Texas Commission of Environmental Quality (TCEQ), Title 30, Part 1, Chapter 115, Control of Air Pollution from Volatile Organic Compounds Analysis
In Texas, the Beaumont and Port Arthur area, specifically Hardin, Jefferson and Orange Counties, has significant concentrations of sources industries. Texas implemented this administrative code to ensure ozone attainment compliance in the specified areas and their surrounding communities. The previsions of the code have different requirements based on type of plant, equipment and emission.
The code requires continuous, online monitoring of highly reactive volatile organic compound (HRVOC) in flares and cooling towers and maintaining these emissions within allowed levels. Operators have annual emission limits. Along with monitoring, they must control and/or reduce emissions according to a plan supervised by local regulators.
Monitoring flares entails providing real-time measurements of selected HRVOCs and BTU values. For cooling tower, monitoring must measure the total VOC content in the water continuously and with laboratory speciation. A solution that uses continuous online measurement to provide speciation for HRVOCs in the water is acceptable.
A continuous flame ionization detector that measures total VOC content as methane-plus or ethane-plus satisfies the regulatory requirements. Operators can also use on-line process gas chromatography if the solution can selectively measure the specified HRVOC components. This approach is an attractive option for many situations, since it greatly reduces the laboratory burden and, in some configurations, has the added benefit of also providing flare monitoring.

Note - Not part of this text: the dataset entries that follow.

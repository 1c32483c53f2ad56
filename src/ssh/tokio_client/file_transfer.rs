// Copyright 2025 Lablup Inc. and Jeongkyu Shin
//
// Licensed under the Apache License, Version 2.0 (the "License");
// you may not use this file except in compliance with the License.
// You may obtain a copy of the License at
//
//     http://www.apache.org/licenses/LICENSE-2.0
//
// Unless required by applicable law or agreed to in writing, software
// distributed under the License is distributed on an "AS IS" BASIS,
// WITHOUT WARRANTIES OR CONDITIONS OF ANY KIND, either express or implied.
// See the License for the specific language governing permissions and
// limitations under the License.

use russh_sftp::client::SftpSession;
use std::path::Path;
use tokio::io::AsyncWriteExt;

use super::connection::Client;
use super::Error;

impl Client {
    /// Copy one remote file to `local_path` over an SFTP subsystem channel
    /// opened on this connection. Returns the number of bytes written.
    ///
    /// The remote sshd must enable the `sftp` subsystem.
    pub async fn download_file(&self, remote_path: &str, local_path: &Path) -> Result<u64, Error> {
        let channel = self.get_channel().await?;
        channel.request_subsystem(true, "sftp").await?;
        let sftp = SftpSession::new(channel.into_stream()).await?;

        let copied = copy_remote_file(&sftp, remote_path, local_path).await;
        if let Err(e) = sftp.close().await {
            tracing::debug!("Closing sftp session after {} failed: {}", remote_path, e);
        }
        copied
    }
}

async fn copy_remote_file(
    sftp: &SftpSession,
    remote_path: &str,
    local_path: &Path,
) -> Result<u64, Error> {
    let mut remote_file = sftp.open(remote_path).await?;
    let mut local_file = tokio::fs::File::create(local_path).await?;
    let copied = tokio::io::copy(&mut remote_file, &mut local_file).await?;
    local_file.flush().await?;
    Ok(copied)
}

Industrial operators must implement effective monitoring solutions to comply with the many federal, state and local emission regulations that directly affect their facilities. These regulatory requirements are only likely to become more stringent in the future as governments continue to search for ways to reduce airborne toxins and GHGs.

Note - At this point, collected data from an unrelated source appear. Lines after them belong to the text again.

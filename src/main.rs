// Copyright 2025 Lablup Inc. and Jeongkyu Shin
//
// Licensed under the Apache License, Version 2.0 (the "License");
// you may not use this file except in compliance with the License.
// You may obtain a copy of the License at
//
//     http://www.apache.org/licenses/LICENSE-2.0
//
// Unless required by applicable law or agreed to in writing, software
// distributed under the License is distributed on an "AS IS" BASIS,
// WITHOUT WARRANTIES OR CONDITIONS OF ANY KIND, either express or implied.
// See the License for the specific language governing permissions and
// limitations under the License.

use anyhow::Result;
use clap::Parser;
use owo_colors::OwoColorize;

use psfleet::{
    cli::{Cli, Commands},
    commands::{
        exec::{execute_command, ExecuteCommandParams},
        list::list_machines,
        logs::collect_and_report,
        overnight::{run_overnight, start_or_stop, OvernightParams, TestAction},
        FleetContext,
    },
    config::{describe_key, obtain_password, Config, ConfigError, RunSettings},
    hostlist::Inventory,
    utils::init_logging,
};

/// Exit status for configuration problems detected before any host is contacted.
const CONFIG_ERROR_EXIT_CODE: i32 = 2;

#[tokio::main]
async fn main() {
    // .env must be loaded before parsing so SSH_USERNAME/SSH_PASSWORD fall back to it
    dotenv::dotenv().ok();

    let cli = Cli::parse();
    init_logging(cli.verbose);

    if let Err(e) = run(cli).await {
        if let Some(config_error) = e.downcast_ref::<ConfigError>() {
            eprintln!("{} {}", "error:".red().bold(), config_error);
            std::process::exit(CONFIG_ERROR_EXIT_CODE);
        }
        eprintln!("{} {:#}", "error:".red().bold(), e);
        std::process::exit(1);
    }
}

async fn run(cli: Cli) -> Result<()> {
    let config = Config::load_with_priority(cli.config.as_deref()).await?;

    if let Commands::List { model } = &cli.command {
        let hosts_file = RunSettings::hosts_file(&cli.connection, &config);
        let inventory = Inventory::load(&hosts_file)
            .await
            .map_err(ConfigError::from)?;
        list_machines(&inventory, *model);
        return Ok(());
    }

    let password = obtain_password(&cli.connection)?;
    let settings = RunSettings::resolve(&cli.connection, &config, password)?;
    tracing::debug!(
        "Settings: hosts={:?} parallel={} attempts={} timeout={:?} key={} password={}",
        settings.hosts_file,
        settings.parallel,
        settings.retry.max_attempts(),
        settings.timeout,
        describe_key(settings.credentials.key_path()),
        settings.credentials.has_password()
    );

    let ctx = FleetContext::over_ssh(settings);

    match cli.command {
        Commands::Exec {
            command,
            script,
            download,
            at,
        } => {
            execute_command(
                &ctx,
                ExecuteCommandParams {
                    command,
                    script,
                    download,
                    at,
                },
            )
            .await?;
        }
        Commands::Start { model } => {
            let inventory = load_inventory(&ctx).await?;
            start_or_stop(&ctx, &inventory, model, TestAction::Start).await?;
        }
        Commands::Stop { model } => {
            let inventory = load_inventory(&ctx).await?;
            start_or_stop(&ctx, &inventory, model, TestAction::Stop).await?;
        }
        Commands::Logs { model, since } => {
            let inventory = load_inventory(&ctx).await?;
            collect_and_report(&ctx, &inventory, model, since.as_deref()).await?;
        }
        Commands::Overnight {
            model,
            hours,
            since,
            at,
        } => {
            let inventory = load_inventory(&ctx).await?;
            run_overnight(
                &ctx,
                &inventory,
                OvernightParams {
                    selection: model,
                    hours,
                    since,
                    at,
                },
            )
            .await?;
        }
        Commands::List { .. } => {}
    }

    Ok(())
}

async fn load_inventory(ctx: &FleetContext) -> Result<Inventory> {
    let inventory = Inventory::load(&ctx.settings.hosts_file)
        .await
        .map_err(ConfigError::from)?;
    if inventory.machines.is_empty() {
        tracing::warn!("Inventory {:?} lists no machines", ctx.settings.hosts_file);
    }
    Ok(inventory)
}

Fortunately, the private sector offers affordable, effective solutions for monitoring and controlling emissions. In some cases, these technologies can actually improve operational efficiency while lowering costs. At the same time, operators should carefully evaluate available solutions to determine their real-world monitoring effectiveness and TCO. Most environmental monitoring regimes require, at a minimum, 95 percent uptime (18 days per year on average).
Only well-designed systems can achieve this level of performance without requiring constant intervention, adjustment and complex maintenance. Fortunately, suppliers offer standard, turnkey designs that greatly reduce overhead, support and utility costs without compromising performance.